Dr. Lisa DeAngelis added, “Ending cancer has been MSK’s singular mission since 1884, and clinical trial R&D is central to the mission. It is the soul of the Cure4Cancer international movement.”

Following the opening remarks, there were a series of panel discussions about critical issues.

International Regulatory Harmonization and Collaboration for Accelerating Cancer Cures.

Larry Norton, Senior Vice President, Office of the President, MSK, noted that one of the greatest hinderances to global regulatory harmonization today is the lack of clinical trial data sharing across borders. The first panel emphasized the need to collaborate, especially since there is a 6-12 month lag in regulatory approval that exists between the U.S. and other countries and in many other cases it can be as much as 2 to 3 years.

The panel also stressed the importance of including low-income countries, because they do not have the opportunities to involve themselves in clinical trials. Additionally, by expanding access to more participants and fostering data sharing across borders, the clinical trial treatment development process will be accelerated.

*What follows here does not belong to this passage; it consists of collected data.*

//! The scheduler: ties the clock, configuration resolver, and store
//! together into the queue-build/select/answer pipeline described by the
//! component table. Grounded in the teacher's `schedulers::SrsScheduler`
//! trait (here collapsed to one concrete algorithm, since this crate has
//! exactly one scheduling policy rather than a pluggable registry) and its
//! `api::review` orchestration (`get_review_card`, `rate_card`).

mod answer;
mod bulk;
mod cram;
pub mod interval;
mod leech;
mod sibling;
mod stats;

use crate::clock::{Clock, DEFAULT_ROLLOVER_HOUR};
use crate::model::{Card, CardId, GroupId, NoteId, Queue};
use crate::store::Store;
use crate::Error;
use chrono::Utc;
use rand::rngs::StdRng;
use rand::SeedableRng;
use std::collections::VecDeque;

/// Minutes within which a trailing learning card is shown immediately
/// rather than reporting the session as finished.
pub const COLLAPSE_WINDOW_MINUTES: i64 = 20;

pub type LeechHook = Box<dyn FnMut(&Card)>;
pub type ResetHook = Box<dyn FnMut()>;

/// `(new, learn, review)` counts for a group or group set.
pub type QueueCounts = (u32, u32, u32);

#[derive(Default)]
pub struct Hooks {
    pub leech: Vec<LeechHook>,
    pub reset: Vec<ResetHook>,
}

pub struct Scheduler<S: Store> {
    pub(crate) store: S,
    pub(crate) clock: Clock,
    pub(crate) selected_groups: Vec<GroupId>,

    pub(crate) new_queue: VecDeque<CardId>,
    pub(crate) learning_queue: VecDeque<CardId>,
    pub(crate) review_queue: VecDeque<CardId>,

    pub(crate) new_count: u32,
    pub(crate) learn_count: u32,
    pub(crate) review_count: u32,

    last_seen_now: i64,
    last_shown_note: Option<NoteId>,
    pick_counter: u32,
    next_new_position: i64,

    pub(crate) rng: StdRng,
    pub(crate) fuzz_enabled: bool,

    pub hooks: Hooks,
}

impl<S: Store> Scheduler<S> {
    pub fn new(store: S, created_at: chrono::DateTime<Utc>, selected_groups: Vec<GroupId>) -> Self {
        Scheduler {
            store,
            clock: Clock::new(created_at, DEFAULT_ROLLOVER_HOUR),
            selected_groups,
            new_queue: VecDeque::new(),
            learning_queue: VecDeque::new(),
            review_queue: VecDeque::new(),
            new_count: 0,
            learn_count: 0,
            review_count: 0,
            last_seen_now: 0,
            last_shown_note: None,
            pick_counter: 0,
            next_new_position: 0,
            rng: StdRng::from_entropy(),
            fuzz_enabled: true,
            hooks: Hooks::default(),
        }
    }

    /// Disables fuzz and seeds the rng deterministically, for tests.
    #[must_use]
    pub fn with_deterministic_rng(mut self, seed: u64) -> Self {
        self.rng = StdRng::seed_from_u64(seed);
        self
    }

    pub fn disable_fuzz(&mut self) {
        self.fuzz_enabled = false;
    }

    pub fn store(&self) -> &S {
        &self.store
    }

    pub fn store_mut(&mut self) -> &mut S {
        &mut self.store
    }

    /// Clock reading guarded against going backwards within a session (see
    /// the error-handling design's clock note): intervals computed from it
    /// stay monotonic even if the wall clock jumps back.
    pub(crate) fn now_secs(&mut self) -> i64 {
        let observed = Utc::now().timestamp();
        let now = observed.max(self.last_seen_now);
        self.last_seen_now = now;
        now
    }

    pub(crate) fn today(&self) -> i64 {
        self.clock.today()
    }

    fn resolve_config(&self, group_id: GroupId) -> crate::config::Configuration {
        self.store.resolve_config(group_id)
    }

    /// Rebuilds the three live queues and their counters from the store.
    /// Fires the `reset` observer hook on completion.
    pub fn reset(&mut self) -> Result<(), Error> {
        let today = self.today();
        let counters = self.store.daily_counters(today);
        let cards = self.store.cards_in_groups(&self.selected_groups)?;

        let mut new_cards: Vec<Card> = cards
            .iter()
            .filter(|c| c.queue == Queue::New)
            .cloned()
            .collect();
        new_cards.sort_by_key(|c| c.due);
        let new_cap = self
            .selected_groups
            .first()
            .map_or(u32::MAX, |g| self.resolve_config(*g).new.per_day)
            .saturating_sub(counters.new_done);
        let new_cards = dedupe_siblings(new_cards);
        let new_cards: Vec<Card> = new_cards.into_iter().take(new_cap as usize).collect();

        let mut learning_cards: Vec<Card> = cards
            .iter()
            .filter(|c| c.queue == Queue::Learning)
            .cloned()
            .collect();
        learning_cards.sort_by_key(|c| c.due);

        let mut review_cards: Vec<Card> = cards
            .iter()
            .filter(|c| c.queue == Queue::Review && c.due <= today)
            .cloned()
            .collect();
        review_cards.sort_by_key(|c| c.due);
        let rev_cap = self
            .selected_groups
            .first()
            .map_or(u32::MAX, |g| self.resolve_config(*g).rev.per_day)
            .saturating_sub(counters.review_done);
        let review_cards: Vec<Card> = review_cards.into_iter().take(rev_cap as usize).collect();

        self.new_queue = new_cards.iter().map(|c| c.id).collect();
        self.learning_queue = learning_cards.iter().map(|c| c.id).collect();
        self.review_queue = review_cards.iter().map(|c| c.id).collect();

        self.new_count = self.new_queue.len() as u32;
        self.learn_count = self.learning_queue.len() as u32;
        self.review_count = self.review_queue.len() as u32;
        self.last_shown_note = None;

        log::info!(
            "reset queues for groups {:?}: {} new, {} learning, {} review",
            self.selected_groups,
            self.new_count,
            self.learn_count,
            self.review_count
        );

        for hook in &mut self.hooks.reset {
            hook();
        }
        Ok(())
    }

    /// Live counters for the currently selected groups: `(new, learn, review)`.
    pub fn counts(&self) -> (u32, u32, u32) {
        (self.new_count, self.learn_count, self.review_count)
    }

    /// Counts across every group in the store, ignoring the current
    /// selection, without mutating the live queues.
    pub fn all_counts(&self) -> Result<(u32, u32, u32), Error> {
        let groups: Vec<GroupId> = self.store.groups()?.into_iter().map(|g| g.id).collect();
        self.counts_for(&groups)
    }

    /// Counts for the currently selected groups, without rebuilding the
    /// live queues (unlike `reset`, this does not apply daily caps).
    pub fn sel_counts(&self) -> Result<(u32, u32, u32), Error> {
        self.counts_for(&self.selected_groups)
    }

    fn counts_for(&self, groups: &[GroupId]) -> Result<QueueCounts, Error> {
        let today = self.today();
        let cards = self.store.cards_in_groups(groups)?;
        let mut new = 0;
        let mut learn = 0;
        let mut review = 0;
        for card in cards {
            match card.queue {
                Queue::New => new += 1,
                Queue::Learning => learn += 1,
                Queue::Review if card.due <= today => review += 1,
                _ => {}
            }
        }
        Ok((new, learn, review))
    }

    /// Which counter (0/1/2) a card belongs to, independent of whether it
    /// is actually present in the in-memory queues.
    pub fn count_idx(&self, card: &Card) -> Option<usize> {
        card.count_idx()
    }

    /// Next card to review, or `None` if the session has nothing left.
    /// Priority: due learning cards, then an interleaving of new/review,
    /// then a collapse of soon-due learning cards, then nothing. Never
    /// returns two siblings in a row unless only siblings remain.
    pub fn get_card(&mut self) -> Result<Option<Card>, Error> {
        let now = self.now_secs();

        if let Some(id) = self.peek_due_learning(now)? {
            return self.take_from_learning(id);
        }

        if let Some(card) = self.pick_new_or_review()? {
            return Ok(Some(card));
        }

        if let Some(id) = self.peek_collapsible_learning(now)? {
            return self.take_from_learning(id);
        }

        Ok(None)
    }

    fn peek_due_learning(&self, now: i64) -> Result<Option<CardId>, Error> {
        for &id in &self.learning_queue {
            let card = self.store.get_card(id)?;
            if card.due <= now {
                return Ok(Some(id));
            }
        }
        Ok(None)
    }

    fn peek_collapsible_learning(&self, now: i64) -> Result<Option<CardId>, Error> {
        let window = now + COLLAPSE_WINDOW_MINUTES * 60;
        let mut best: Option<(i64, CardId)> = None;
        for &id in &self.learning_queue {
            let card = self.store.get_card(id)?;
            if card.due <= window && best.is_none_or(|(due, _)| card.due < due) {
                best = Some((card.due, id));
            }
        }
        Ok(best.map(|(_, id)| id))
    }

    fn take_from_learning(&mut self, id: CardId) -> Result<Option<Card>, Error> {
        self.learning_queue.retain(|&x| x != id);
        let card = self.store.get_card(id)?;
        self.last_shown_note = Some(card.note_id);
        self.start_timer(card)
    }

    fn pick_new_or_review(&mut self) -> Result<Option<Card>, Error> {
        if self.new_queue.is_empty() && self.review_queue.is_empty() {
            return Ok(None);
        }
        self.pick_counter = self.pick_counter.wrapping_add(1);
        // Roughly proportional to remaining counts, biased toward review:
        // every fourth pick favors new when both queues have cards.
        let prefer_new = self.pick_counter % 4 == 0;
        let from_new = if self.new_queue.is_empty() {
            false
        } else if self.review_queue.is_empty() {
            true
        } else {
            prefer_new
        };

        let id = if from_new {
            self.pop_non_sibling(true)
        } else {
            self.pop_non_sibling(false)
        };
        let Some(id) = id else { return Ok(None) };
        if from_new {
            self.new_count = self.new_count.saturating_sub(1);
        } else {
            self.review_count = self.review_count.saturating_sub(1);
        }
        let card = self.store.get_card(id)?;
        self.last_shown_note = Some(card.note_id);
        self.start_timer(card)
    }

    fn pop_non_sibling(&mut self, from_new: bool) -> Option<CardId> {
        let queue = if from_new {
            &mut self.new_queue
        } else {
            &mut self.review_queue
        };
        if queue.is_empty() {
            return None;
        }
        let last = self.last_shown_note;
        // Find the first entry that isn't a sibling of the last shown card;
        // fall back to the front if everything left is a sibling.
        let ids: Vec<CardId> = queue.iter().copied().collect();
        let mut chosen = ids.first().copied();
        for &id in &ids {
            let Ok(card) = self.store.get_card(id) else {
                continue;
            };
            if last != Some(card.note_id) {
                chosen = Some(id);
                break;
            }
        }
        if let Some(id) = chosen {
            queue.retain(|&x| x != id);
        }
        chosen
    }

    fn start_timer(&mut self, mut card: Card) -> Result<Option<Card>, Error> {
        let now = self.now_secs();
        card.timer_started = now as f64;
        self.store.update_card(card.clone())?;
        Ok(Some(card))
    }

    /// Seconds of review time logged so far today.
    pub fn time_today(&self) -> i64 {
        self.store.daily_counters(self.today()).time_today_ms / 1000
    }

    /// Total answers logged so far today, across all three queues.
    pub fn reps_today(&self) -> u32 {
        let c = self.store.daily_counters(self.today());
        c.new_done + c.review_done + c.learn_done
    }

    /// Clears buried state and any transient session flags. Should be
    /// called once per day when the caller's session ends.
    pub fn on_close(&mut self) -> Result<(), Error> {
        cram::revert_all_cramming(self)?;
        self.unbury_all()?;
        Ok(())
    }

    /// A human-readable summary of what remains, for when `get_card`
    /// returns nothing.
    pub fn finished_msg(&self) -> String {
        if self.learn_count > 0 {
            format!(
                "No cards due right now. {} learning card(s) will be ready again soon.",
                self.learn_count
            )
        } else {
            "Congratulations! You have finished this deck for now.".to_string()
        }
    }

    pub(crate) fn next_new_position(&mut self) -> i64 {
        self.next_new_position += 1;
        self.next_new_position
    }
}

/// Groups new cards by note so siblings don't appear back-to-back, then
/// flattens the groups round-robin while preserving each group's internal
/// (due-sorted) order. Grounded in the teacher's `GroupByInsertion` helper.
fn dedupe_siblings(cards: Vec<Card>) -> Vec<Card> {
    use crate::helpers::GroupByInsertion;
    let grouped: Vec<(NoteId, Vec<Card>)> = cards
        .into_iter()
        .map(|c| (c.note_id, c))
        .into_group_by_insertion();
    let mut queues: Vec<VecDeque<Card>> = grouped.into_iter().map(|(_, v)| v.into()).collect();
    let mut out = Vec::new();
    loop {
        let mut progressed = false;
        for q in &mut queues {
            if let Some(c) = q.pop_front() {
                out.push(c);
                progressed = true;
            }
        }
        if !progressed {
            break;
        }
    }
    out
}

Promoting Patient-Centric Clinical Trials 

When discussing how clinical trials can be improved for patients, Simon Powell, Chairman of the Department of Radiation Oncology at MSK, noted: “Patients want answers, they want answers and they want them quickly. In picking up on a theme from earlier, our role as physicians in a clinic is to design the trials so they are not massively cumbersome and can be executed in a reasonable timeframe.” Lillian Leigh agreed: “Inclusion of patient and care-givers voices in clinical trials is so important.”  

Expanding Global Health Equity in Clinical Trail Access and Participation

The third panel shared examples of the benefits of collaboration and the potential going forward. Tolulope Adewole, MD and managing director of the Nigerian Sovereign Investment Authority’s Medserv, shared his experience. “There was a study at the University of Chicago, and they couldn’t get enough people, but they came to MedServ and within six months we were able to recruit 60 people for them,” said Adewole. “With collaboration, we will actually get faster and be able to treat people.”

The 6th Annual MSK-CTONG Symposium

The Cure4Cancer team then hosted the 6th annual MSK-CTONG symposium, which featured five scientific panels, including medical professionals from Australia, Brazil, Chile, China, Nigeria, Switzerland, U.K. and the U.S. Topics ranged from leveraging artificial intelligence in oncology to clinical trial training and education to advance towards the goal of global health equity.